REQUIRED ACTION: From the first line of the entries below to the line with "pub trait RateProvider: Send", give each line again exactly.
--- GIVEN DATA ---
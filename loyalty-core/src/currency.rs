//! Currency normalization into the canonical points unit
//!
//! Rates come from an external [`RateProvider`]. When the provider is down,
//! slow, or does not know the pair, the normalizer falls back to a static
//! table and finally to the identity rate. That permissive fallback is part of
//! the contract: an accrual is never refused because a rate was unavailable.

use crate::{
    error::{degraded, Resolution},
    types::CurrencyCode,
};
use async_trait::async_trait;
use chrono::NaiveDate;
use rust_decimal::Decimal;
use std::collections::HashMap;
use std::sync::Arc;
use std::time::Duration;

/// External exchange-rate source
#[async_trait]
pub trait RateProvider: Send + Sync {
    /// Rate converting one unit of `from` into `to`; `None` if the pair is unknown
    async fn get_rate(
        &self,
        from: &CurrencyCode,
        to: &CurrencyCode,
        as_of: Option<NaiveDate>,
    ) -> crate::Result<Option<Decimal>>;
}

/// Fixed rate table
#[derive(Debug, Clone, Default)]
pub struct StaticRateTable {
    rates: HashMap<(CurrencyCode, CurrencyCode), Decimal>,
}

impl StaticRateTable {
    /// Empty table
    pub fn new() -> Self {
        Self::default()
    }

    /// Add a rate (builder style)
    pub fn with_rate(mut self, from: &str, to: &str, rate: Decimal) -> Self {
        self.insert(CurrencyCode::new(from), CurrencyCode::new(to), rate);
        self
    }

    /// Add a rate
    pub fn insert(&mut self, from: CurrencyCode, to: CurrencyCode, rate: Decimal) {
        self.rates.insert((from, to), rate);
    }

    /// Look up a pair, trying the inverse when only that is known
    pub fn lookup(&self, from: &CurrencyCode, to: &CurrencyCode) -> Option<Decimal> {
        if let Some(rate) = self.rates.get(&(from.clone(), to.clone())) {
            return Some(*rate);
        }
        self.rates
            .get(&(to.clone(), from.clone()))
            .filter(|r| !r.is_zero())
            .map(|r| Decimal::ONE / *r)
    }
}

#[async_trait]
impl RateProvider for StaticRateTable {
    async fn get_rate(
        &self,
        from: &CurrencyCode,
        to: &CurrencyCode,
        _as_of: Option<NaiveDate>,
    ) -> crate::Result<Option<Decimal>> {
        Ok(self.lookup(from, to))
    }
}

/// Converts raw amounts into the canonical unit
#[derive(Clone)]
pub struct CurrencyNormalizer {
    provider: Option<Arc<dyn RateProvider>>,
    fallback: StaticRateTable,
    lookup_timeout: Duration,
}

impl std::fmt::Debug for CurrencyNormalizer {
    fn fmt(&self, f: &mut std::fmt::Formatter<'_>) -> std::fmt::Result {
        f.debug_struct("CurrencyNormalizer")
            .field("has_provider", &self.provider.is_some())
            .field("fallback", &self.fallback)
            .field("lookup_timeout", &self.lookup_timeout)
            .finish()
    }
}

impl CurrencyNormalizer {
    /// Normalizer backed by a live provider and a static fallback table
    pub fn new(
        provider: Arc<dyn RateProvider>,
        fallback: StaticRateTable,
        lookup_timeout: Duration,
    ) -> Self {
        Self {
            provider: Some(provider),
            fallback,
            lookup_timeout,
        }
    }

    /// Normalizer that only uses the static table
    pub fn offline(fallback: StaticRateTable) -> Self {
        Self {
            provider: None,
            fallback,
            lookup_timeout: Duration::ZERO,
        }
    }

    /// Convert `amount` from `from` into `to`.
    ///
    /// `Err` carries the amount converted at the best rate that could be
    /// found (static table, or identity) and the reason the live rate was not
    /// used.
    pub async fn normalize(
        &self,
        amount: Decimal,
        from: &CurrencyCode,
        to: &CurrencyCode,
        as_of: Option<NaiveDate>,
    ) -> Resolution<Decimal> {
        if from == to {
            return Ok(amount);
        }

        let live = match &self.provider {
            Some(provider) => {
                match tokio::time::timeout(self.lookup_timeout, provider.get_rate(from, to, as_of))
                    .await
                {
                    Ok(Ok(Some(rate))) if rate > Decimal::ZERO => Ok(rate),
                    Ok(Ok(Some(rate))) => Err(format!("provider returned non-positive rate {}", rate)),
                    Ok(Ok(None)) => Err(format!("provider does not know {}/{}", from, to)),
                    Ok(Err(e)) => Err(format!("provider unavailable: {}", e)),
                    Err(_) => Err(format!(
                        "provider timed out after {}ms",
                        self.lookup_timeout.as_millis()
                    )),
                }
            }
            None => Err("no live rate provider".to_string()),
        };

        let cause = match live {
            Ok(rate) => return Ok(amount.saturating_mul(rate)),
            Err(cause) => cause,
        };

        match self.fallback.lookup(from, to) {
            Some(rate) => degraded(amount.saturating_mul(rate), format!("{}; used static rate {}", cause, rate)),
            None => {
                tracing::warn!(
                    from = %from,
                    to = %to,
                    cause = %cause,
                    "No rate for currency pair, using identity"
                );
                degraded(amount, format!("{}; no static rate, used identity", cause))
            }
        }
    }
}

#[cfg(test)]
mod tests {
    use super::*;
    use crate::error::ResolutionExt;
    use crate::Error;
    use rust_decimal_macros::dec;

    struct DownProvider;

    #[async_trait]
    impl RateProvider for DownProvider {
        async fn get_rate(
            &self,
            _from: &CurrencyCode,
            _to: &CurrencyCode,
            _as_of: Option<NaiveDate>,
        ) -> crate::Result<Option<Decimal>> {
            Err(Error::Other("connection refused".into()))
        }
    }

    struct SlowProvider;

    #[async_trait]
    impl RateProvider for SlowProvider {
        async fn get_rate(
            &self,
            _from: &CurrencyCode,
            _to: &CurrencyCode,
            _as_of: Option<NaiveDate>,
        ) -> crate::Result<Option<Decimal>> {
            tokio::time::sleep(Duration::from_secs(5)).await;
            Ok(Some(dec!(100)))
        }
    }

    fn usd() -> CurrencyCode {
        CurrencyCode::new("USD")
    }

    fn pts() -> CurrencyCode {
        CurrencyCode::new("PTS")
    }

    #[tokio::test]
    async fn test_same_currency_is_identity() {
        let normalizer = CurrencyNormalizer::offline(StaticRateTable::new());
        let result = normalizer.normalize(dec!(42.5), &pts(), &pts(), None).await;
        assert_eq!(result.unwrap(), dec!(42.5));
    }

    #[tokio::test]
    async fn test_live_rate_used() {
        let live = StaticRateTable::new().with_rate("USD", "PTS", dec!(10));
        let normalizer = CurrencyNormalizer::new(
            Arc::new(live),
            StaticRateTable::new(),
            Duration::from_millis(100),
        );
        let result = normalizer.normalize(dec!(3), &usd(), &pts(), None).await;
        assert_eq!(result.unwrap(), dec!(30));
    }

    #[tokio::test]
    async fn test_inverse_rate() {
        let table = StaticRateTable::new().with_rate("PTS", "USD", dec!(0.5));
        assert_eq!(table.lookup(&usd(), &pts()), Some(dec!(2)));
    }

    #[tokio::test]
    async fn test_provider_down_uses_static_table() {
        let normalizer = CurrencyNormalizer::new(
            Arc::new(DownProvider),
            StaticRateTable::new().with_rate("USD", "PTS", dec!(10)),
            Duration::from_millis(100),
        );
        let result = normalizer.normalize(dec!(3), &usd(), &pts(), None).await;
        let degraded = result.unwrap_err();
        assert_eq!(degraded.default, dec!(30));
        assert!(degraded.cause.contains("connection refused"));
    }

    #[tokio::test]
    async fn test_unknown_pair_falls_back_to_identity() {
        let normalizer = CurrencyNormalizer::new(
            Arc::new(DownProvider),
            StaticRateTable::new(),
            Duration::from_millis(100),
        );
        let amount = normalizer
            .normalize(dec!(7), &CurrencyCode::new("XYZ"), &pts(), None)
            .await
            .or_fallback("fx");
        assert_eq!(amount, dec!(7));
    }

    #[tokio::test(start_paused = true)]
    async fn test_slow_provider_times_out() {
        let normalizer = CurrencyNormalizer::new(
            Arc::new(SlowProvider),
            StaticRateTable::new(),
            Duration::from_millis(50),
        );
        let degraded = normalizer
            .normalize(dec!(2), &usd(), &pts(), None)
            .await
            .unwrap_err();
        assert_eq!(degraded.default, dec!(2));
        assert!(degraded.cause.contains("timed out"));
    }
}
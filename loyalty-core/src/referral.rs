//! Referral graph accessor
//!
//! Walks `referred_by` pointers upward from a buyer. The walk is iterative,
//! bounded to [`MAX_REFERRAL_DEPTH`] levels and stops on the first repeated
//! account, so malformed data (cycles, self-referrals) yields a shorter chain
//! instead of a loop.

use crate::{
    registry::AccountRegistry,
    types::{AccountId, ReferralEdge},
};
use std::collections::HashSet;
use std::sync::Arc;

/// Levels that earn referral commission
pub const MAX_REFERRAL_DEPTH: u8 = 3;

/// Referrers of one buyer, nearest first
#[derive(Debug, Clone, Default, PartialEq, Eq)]
pub struct ReferralChain {
    edges: Vec<ReferralEdge>,
}

impl ReferralChain {
    /// Chain from explicit edges (tests and callers with their own graph)
    pub fn from_edges(edges: Vec<ReferralEdge>) -> Self {
        Self { edges }
    }

    /// Referrer at `level` (1-based)
    pub fn at_level(&self, level: u8) -> Option<&AccountId> {
        self.edges
            .iter()
            .find(|e| e.level == level)
            .map(|e| &e.referrer)
    }

    /// Level-1 referrer
    pub fn l1(&self) -> Option<&AccountId> {
        self.at_level(1)
    }

    /// Edges, nearest first
    pub fn edges(&self) -> &[ReferralEdge] {
        &self.edges
    }

    /// Number of levels present
    pub fn len(&self) -> usize {
        self.edges.len()
    }

    /// True when the buyer has no referrer
    pub fn is_empty(&self) -> bool {
        self.edges.is_empty()
    }
}

/// Read-only access to the referral tree
#[derive(Clone)]
pub struct ReferralGraph {
    registry: Arc<dyn AccountRegistry>,
}

impl std::fmt::Debug for ReferralGraph {
    fn fmt(&self, f: &mut std::fmt::Formatter<'_>) -> std::fmt::Result {
        f.debug_struct("ReferralGraph").finish_non_exhaustive()
    }
}

impl ReferralGraph {
    /// Graph over the account registry
    pub fn new(registry: Arc<dyn AccountRegistry>) -> Self {
        Self { registry }
    }

    /// Up to three referrers above `buyer`.
    ///
    /// Never fails: a lookup error ends the walk at the last level resolved.
    pub fn chain(&self, buyer: &AccountId) -> ReferralChain {
        let mut edges = Vec::with_capacity(MAX_REFERRAL_DEPTH as usize);
        let mut seen = HashSet::new();
        seen.insert(buyer.clone());

        let mut current = buyer.clone();
        for level in 1..=MAX_REFERRAL_DEPTH {
            let parent = match self.registry.referred_by(&current) {
                Ok(Some(parent)) => parent,
                Ok(None) => break,
                Err(e) => {
                    tracing::warn!(
                        account_id = %current,
                        level,
                        error = %e,
                        "Referral lookup failed, truncating chain"
                    );
                    break;
                }
            };

            if !seen.insert(parent.clone()) {
                tracing::warn!(account_id = %parent, buyer = %buyer, "Referral cycle detected");
                break;
            }

            edges.push(ReferralEdge {
                referrer: parent.clone(),
                referred: buyer.clone(),
                level,
            });
            current = parent;
        }

        ReferralChain { edges }
    }

    /// Referrer of `buyer` at `level`, if present
    pub fn referrer(&self, buyer: &AccountId, level: u8) -> Option<AccountId> {
        self.chain(buyer).at_level(level).cloned()
    }
}

#[cfg(test)]
mod tests {
    use super::*;
    use crate::registry::MemoryRegistry;
    use crate::types::Account;

    fn open(registry: &MemoryRegistry, id: &str, parent: Option<&str>) {
        registry
            .open_account(&Account::new(AccountId::new(id), parent.map(AccountId::new)))
            .unwrap();
    }

    #[test]
    fn test_chain_stops_at_three_levels() {
        let registry = Arc::new(MemoryRegistry::new());
        open(&registry, "root", None);
        open(&registry, "L3", Some("root"));
        open(&registry, "L2", Some("L3"));
        open(&registry, "L1", Some("L2"));
        open(&registry, "buyer", Some("L1"));

        let graph = ReferralGraph::new(registry);
        let chain = graph.chain(&AccountId::new("buyer"));

        assert_eq!(chain.len(), 3);
        assert_eq!(chain.l1(), Some(&AccountId::new("L1")));
        assert_eq!(chain.at_level(3), Some(&AccountId::new("L3")));
        assert!(chain.edges().iter().all(|e| e.referred == AccountId::new("buyer")));
    }

    #[test]
    fn test_no_referrer_gives_empty_chain() {
        let registry = Arc::new(MemoryRegistry::new());
        open(&registry, "buyer", None);
        let graph = ReferralGraph::new(registry);
        assert!(graph.chain(&AccountId::new("buyer")).is_empty());
        // Unknown buyers have no chain either
        assert!(graph.chain(&AccountId::new("ghost")).is_empty());
    }

    #[test]
    fn test_cycle_is_cut() {
        let registry = Arc::new(MemoryRegistry::new());
        open(&registry, "a", Some("b"));
        open(&registry, "b", Some("a"));

        let graph = ReferralGraph::new(registry);
        let chain = graph.chain(&AccountId::new("a"));
        assert_eq!(chain.len(), 1);
        assert_eq!(chain.l1(), Some(&AccountId::new("b")));
    }

    #[test]
    fn test_self_referral_is_ignored() {
        let registry = Arc::new(MemoryRegistry::new());
        open(&registry, "me", Some("me"));
        let graph = ReferralGraph::new(registry);
        assert!(graph.chain(&AccountId::new("me")).is_empty());
        assert_eq!(graph.referrer(&AccountId::new("me"), 1), None);
    }
}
---
ANSWER FOR THIS EXERCISE:
filename loyalty-core/src/currency.rs
//! Currency normalization into the canonical points unit
//!
//! Rates come from an external [`RateProvider`]. When the provider is down,
//! slow, or does not know the pair, the normalizer falls back to a static
//! table and finally to the identity rate. That permissive fallback is part of
//! the contract: an accrual is never refused because a rate was unavailable.

use crate::{
    error::{degraded, Resolution},
    types::CurrencyCode,
};
use async_trait::async_trait;
use chrono::NaiveDate;
use rust_decimal::Decimal;
use std::collections::HashMap;
use std::sync::Arc;
use std::time::Duration;

/// External exchange-rate source
#[async_trait]
pub trait RateProvider: Send + Sync {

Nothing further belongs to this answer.